Redação Culturize-se
O cenário artístico de 2023 reflete uma significativa mudança de poder, marcada pelo fato de que os dez primeiros lugares na lista anual Power 100 da ArtReview são ocupados exclusivamente por artistas. Isso contrasta com uma década atrás, quando os mega-galeristas Larry Gagosian e David Zwirner disputavam a liderança, destacando a transferência considerável de poder no mercado de arte dos negociantes para os próprios artistas nos últimos anos.
Trata-se de uma mudança paradigmática e que ganhou propulsão ao longo deste ano. Muitos artistas estão abrindo mão da representação por galerias em busca de abordagens mais flexíveis na criação, marketing e venda de suas obras. A questão é até abordada de leve na sátira ao mundo da alta arte “The Kill Room”, filme que reúne Uma Thurman e Samuel L. Jackson.
Rachel Jones, artista baseada em Londres, cujas pinturas a óleo com bastão de imagens abstratas têm alta demanda desde que concluiu seu Mestrado em Belas Artes em 2019, deixou discretamente a galeria Thaddaeus Ropac no mês passado para explorar métodos de trabalho alternativos. Após três anos com a Ropac, ela não planeja mais ser representada por nenhuma galeria.

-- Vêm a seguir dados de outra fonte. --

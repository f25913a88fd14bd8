//! Embedding and label artifacts
//!
//! Both artifacts are JSON written by the upstream extraction pipeline:
//!
//! ```text
//! audio-embeddings-X-openl3.json   {"ids": ["clip_a", ...], "samples": [[[f32; features]; frames], ...]}
//! audio-embeddings-Y-openl3.json   {"ids": [...]?, "labels": [0, [0.0, 1.0], ...]}
//! ```
//!
//! Samples are ragged: each one has its own frame count (and may even have
//! its own feature width), so they are kept as separate 2-D arrays.

use std::fs;
use std::path::Path;

use ndarray::Array2;
use serde::Deserialize;

use super::config::SampleIdSource;
use super::error::{ClassifierError, Result};

/// Per-sample 2-D embedding blocks with their identifiers
#[derive(Debug, Clone, PartialEq)]
pub struct EmbeddingBatch {
    /// One identifier per sample, in sample order
    pub ids: Vec<String>,
    /// `frames x features` block for each sample
    pub samples: Vec<Array2<f32>>,
}

impl EmbeddingBatch {
    pub fn len(&self) -> usize {
        self.samples.len()
    }

    pub fn is_empty(&self) -> bool {
        self.samples.is_empty()
    }
}

/// Target for a single sample
#[derive(Debug, Clone, PartialEq, Deserialize)]
#[serde(untagged)]
pub enum Label {
    /// Class index, or binary target for single-output models
    Scalar(f32),
    /// One-hot (or soft) target vector
    Vector(Vec<f32>),
}

/// Labels parallel to an [`EmbeddingBatch`]
#[derive(Debug, Clone, PartialEq)]
pub struct LabelBatch {
    pub labels: Vec<Label>,
}

impl LabelBatch {
    pub fn len(&self) -> usize {
        self.labels.len()
    }

    pub fn is_empty(&self) -> bool {
        self.labels.is_empty()
    }
}

#[derive(Deserialize)]
struct EmbeddingFile {
    #[serde(default)]
    ids: Option<Vec<String>>,
    samples: Vec<Vec<Vec<f32>>>,
}

#[derive(Deserialize)]
struct LabelFile {
    #[serde(default)]
    ids: Option<Vec<String>>,
    labels: Vec<Label>,
}

fn read_json<T: for<'de> Deserialize<'de>>(path: &Path) -> Result<T> {
    let text = fs::read_to_string(path).map_err(|e| ClassifierError::io(path, e))?;
    serde_json::from_str(&text).map_err(|e| ClassifierError::artifact(path, e.to_string()))
}

/// Convert one sample's frame list into a `frames x features` array.
fn sample_to_array(path: &Path, index: usize, frames: Vec<Vec<f32>>) -> Result<Array2<f32>> {
    let n_frames = frames.len();
    let width = frames.first().map_or(0, Vec::len);

    let mut flat = Vec::with_capacity(n_frames * width);
    for (frame_idx, frame) in frames.into_iter().enumerate() {
        if frame.len() != width {
            return Err(ClassifierError::artifact(
                path,
                format!(
                    "sample {index}: frame {frame_idx} has {} features, expected {width}",
                    frame.len()
                ),
            ));
        }
        flat.extend(frame);
    }

    Array2::from_shape_vec((n_frames, width), flat)
        .map_err(|e| ClassifierError::artifact(path, format!("sample {index}: {e}")))
}

/// Load the embedding artifact and pair each sample with its identifier.
pub fn load_embeddings(path: &Path, ids: &SampleIdSource) -> Result<EmbeddingBatch> {
    let file: EmbeddingFile = read_json(path)?;

    let samples = file
        .samples
        .into_iter()
        .enumerate()
        .map(|(i, frames)| sample_to_array(path, i, frames))
        .collect::<Result<Vec<_>>>()?;

    let ids = match ids {
        SampleIdSource::Artifact => file.ids.ok_or_else(|| {
            ClassifierError::artifact(
                path,
                "no \"ids\" field; configure a sample id listing instead",
            )
        })?,
        SampleIdSource::Listing { dir, suffix } => list_sample_ids(dir, suffix)?,
    };

    if ids.len() != samples.len() {
        return Err(ClassifierError::artifact(
            path,
            format!("{} samples but {} identifiers", samples.len(), ids.len()),
        ));
    }

    log::info!("Loaded {} embedding samples from {:?}", samples.len(), path);
    Ok(EmbeddingBatch { ids, samples })
}

/// Load the label artifact and check it lines up with `embeddings`.
pub fn load_labels(path: &Path, embeddings: &EmbeddingBatch) -> Result<LabelBatch> {
    let file: LabelFile = read_json(path)?;

    if file.labels.len() != embeddings.len() {
        return Err(ClassifierError::artifact(
            path,
            format!("{} labels for {} samples", file.labels.len(), embeddings.len()),
        ));
    }

    if let Some(ids) = &file.ids {
        if let Some(pos) = ids.iter().zip(&embeddings.ids).position(|(a, b)| a != b) {
            return Err(ClassifierError::artifact(
                path,
                format!(
                    "label {pos} is for '{}' but sample {pos} is '{}'",
                    ids[pos], embeddings.ids[pos]
                ),
            ));
        }
        if ids.len() != embeddings.ids.len() {
            return Err(ClassifierError::artifact(
                path,
                format!("{} label ids for {} samples", ids.len(), embeddings.ids.len()),
            ));
        }
    }

    Ok(LabelBatch { labels: file.labels })
}

/// Sorted file names in `dir`, each cut at the first occurrence of `suffix`.
pub fn list_sample_ids(dir: &Path, suffix: &str) -> Result<Vec<String>> {
    let entries = fs::read_dir(dir).map_err(|e| ClassifierError::io(dir, e))?;

    let mut names = Vec::new();
    for entry in entries {
        let entry = entry.map_err(|e| ClassifierError::io(dir, e))?;
        let is_file = entry
            .file_type()
            .map_err(|e| ClassifierError::io(entry.path(), e))?
            .is_file();
        if is_file {
            names.push(entry.file_name().to_string_lossy().into_owned());
        }
    }
    names.sort();

    Ok(names
        .into_iter()
        .map(|name| match name.find(suffix) {
            Some(pos) if !suffix.is_empty() => name[..pos].to_string(),
            _ => name,
        })
        .collect())
}

#[cfg(test)]
mod tests {
    use super::*;
    use ndarray::array;

    #[test]
    fn test_load_ragged_embeddings() {
        let dir = tempfile::tempdir().unwrap();
        let path = dir.path().join("X.json");
        fs::write(
            &path,
            r#"{"ids": ["a", "b"], "samples": [[[1, 2], [3, 4], [5, 6]], [[7, 8, 9]]]}"#,
        )
        .unwrap();

        let batch = load_embeddings(&path, &SampleIdSource::Artifact).unwrap();
        assert_eq!(batch.ids, vec!["a", "b"]);
        assert_eq!(batch.samples[0], array![[1.0f32, 2.0], [3.0, 4.0], [5.0, 6.0]]);
        assert_eq!(batch.samples[1], array![[7.0f32, 8.0, 9.0]]);
    }

    #[test]
    fn test_uneven_frames_within_a_sample_are_rejected() {
        let dir = tempfile::tempdir().unwrap();
        let path = dir.path().join("X.json");
        fs::write(&path, r#"{"ids": ["a"], "samples": [[[1, 2], [3]]]}"#).unwrap();

        let err = load_embeddings(&path, &SampleIdSource::Artifact).unwrap_err();
        assert!(matches!(err, ClassifierError::InvalidArtifact { .. }));
    }

    #[test]
    fn test_missing_ids_without_listing_is_rejected() {
        let dir = tempfile::tempdir().unwrap();
        let path = dir.path().join("X.json");
        fs::write(&path, r#"{"samples": [[[1]]]}"#).unwrap();

        assert!(load_embeddings(&path, &SampleIdSource::Artifact).is_err());
    }

    #[test]
    fn test_listing_ids_are_sorted_and_stripped() {
        let dir = tempfile::tempdir().unwrap();
        let listing = dir.path().join("audio-pickle");
        fs::create_dir(&listing).unwrap();
        for name in ["video_b.mp4.pkl", "video_a.mp4.pkl", "video_c.mp4.pkl"] {
            fs::write(listing.join(name), b"").unwrap();
        }
        fs::create_dir(listing.join("subdir")).unwrap();

        let ids = list_sample_ids(&listing, ".mp4").unwrap();
        assert_eq!(ids, vec!["video_a", "video_b", "video_c"]);
    }

    #[test]
    fn test_listing_count_must_match_samples() {
        let dir = tempfile::tempdir().unwrap();
        let listing = dir.path().join("names");
        fs::create_dir(&listing).unwrap();
        fs::write(listing.join("only.mp4"), b"").unwrap();

        let path = dir.path().join("X.json");
        fs::write(&path, r#"{"samples": [[[1]], [[2]]]}"#).unwrap();

        let source = SampleIdSource::Listing {
            dir: listing,
            suffix: ".mp4".to_string(),
        };
        let err = load_embeddings(&path, &source).unwrap_err();
        assert!(err.to_string().contains("Invalid artifact"));
    }

    #[test]
    fn test_labels_accept_scalars_and_vectors() {
        let dir = tempfile::tempdir().unwrap();
        let embeddings = EmbeddingBatch {
            ids: vec!["a".to_string(), "b".to_string()],
            samples: vec![Array2::zeros((1, 2)), Array2::zeros((1, 2))],
        };

        let path = dir.path().join("Y.json");
        fs::write(&path, r#"{"ids": ["a", "b"], "labels": [1, [0.0, 1.0]]}"#).unwrap();
        let labels = load_labels(&path, &embeddings).unwrap();
        assert_eq!(labels.labels, vec![Label::Scalar(1.0), Label::Vector(vec![0.0, 1.0])]);
    }

    #[test]
    fn test_label_ids_must_match_sample_order() {
        let dir = tempfile::tempdir().unwrap();
        let embeddings = EmbeddingBatch {
            ids: vec!["a".to_string(), "b".to_string()],
            samples: vec![Array2::zeros((1, 1)), Array2::zeros((1, 1))],
        };

        let path = dir.path().join("Y.json");
        fs::write(&path, r#"{"ids": ["b", "a"], "labels": [0, 1]}"#).unwrap();
        assert!(load_labels(&path, &embeddings).is_err());

        fs::write(&path, r#"{"labels": [0]}"#).unwrap();
        assert!(load_labels(&path, &embeddings).is_err());
    }
}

Em setembro, Jones apresentou sua primeira obra baseada em ópera, “Hey, Maudie”, encomendada pela organização sem fins lucrativos londrina The Roberts Institute of Art e apoiada pela Ropac. Em comunicado, Jones descreve seu tempo na galeria como “transformador” e expressa “orgulho” pelo que eles “realizaram juntos”. Ela acrescenta: “Estou explorando diferentes direções em minha prática e quero tirar um tempo para refletir e explorar isso de forma independente”. Enquanto isso, ela também trabalha para uma exposição no Museum of the African Diaspora em São Francisco, programada para abrir em março de 2024.
A busca de Jones por total autonomia é ainda mais marcante, considerando que ela está ainda nas fases iniciais de sua carreira. Para artistas mais estabelecidos, seguir por conta própria é, sem dúvida, uma perspectiva menos assustadora. Em fevereiro, Peter Doig, um artista com um mercado significativo e duradouro, anunciou sua saída da galeria Michael Werner após 23 anos de parceria. Parinaz Mogadassi, esposa de Doig e proprietária da galeria Tramps em Nova York, afirmou na época que Doig começou “a trabalhar de forma independente, não é representado por nenhuma galeria e não tem planos no momento de se juntar a outra galeria”.
A engenharia da autonomia
Quando a United Talent Agency (UTA), uma das chamadas “três grandes” agências de talentos com sede nos EUA, lançou uma divisão de belas artes em 2015, aumentar a autonomia dos artistas estava no centro de sua missão. O falecido advogado Joshua Roth, que fundou a UTA Fine Arts, disse na época: “Acreditamos que há espaço para uma estrutura séria e profissional de representação no mundo da arte, uma que ajude os artistas a obter maior controle sobre suas carreiras e abra portas para oportunidades novas e melhores”.
Os negociantes argumentam que sua profissão já fornece essa estrutura e mais, incluindo um ambiente de apoio, compreensão da história da arte e vínculos estabelecidos há muito tempo com museus e colecionadores privados. Contudo, à medida que o mundo das artes se aprofunda cada vez mais no varejo de luxo, moda, TV, cinema, música e até mesmo nos esportes, a parceria com agentes de talentos está se tornando cada vez mais comum para artistas de estúdio.
Um número crescente de agências boutique também surgiu como alternativa aos conglomerados. A empresária francesa Marine Tanguy fundou a MTArt em 2015. Graham Southern (ex-galerista da Blain Southern) co-fundou a Southern & Partners, descrita como “uma consultoria independente de gestão de artistas”, em setembro de 2020.
Há também os agentes individuais. Eles se proliferaram no metiê da representação ao perceberem a movimentação de fissura entre galerias e talentos. Além de lidar com as importantes tarefas de marketing e RP, os agentes podem ajudar os artistas a negociar com grandes corporações.
As redes sociais ampliaram a exposição dos artistas a um público massivo e os colocaram em contato direto com compradores e parceiros em potencial. Embora dados sugiram que relativamente poucas vendas são fechadas dessa maneira, a economista de arte Clare McAndrew destaca que o Instagram e outras plataformas de mídia social “podem muitas vezes ser usados como o canal inicial de descoberta para encontrar e descobrir novas obras e artistas, com a venda propriamente dita sendo feita por meio de uma galeria ou feira, em leilão ou diretamente do artista”.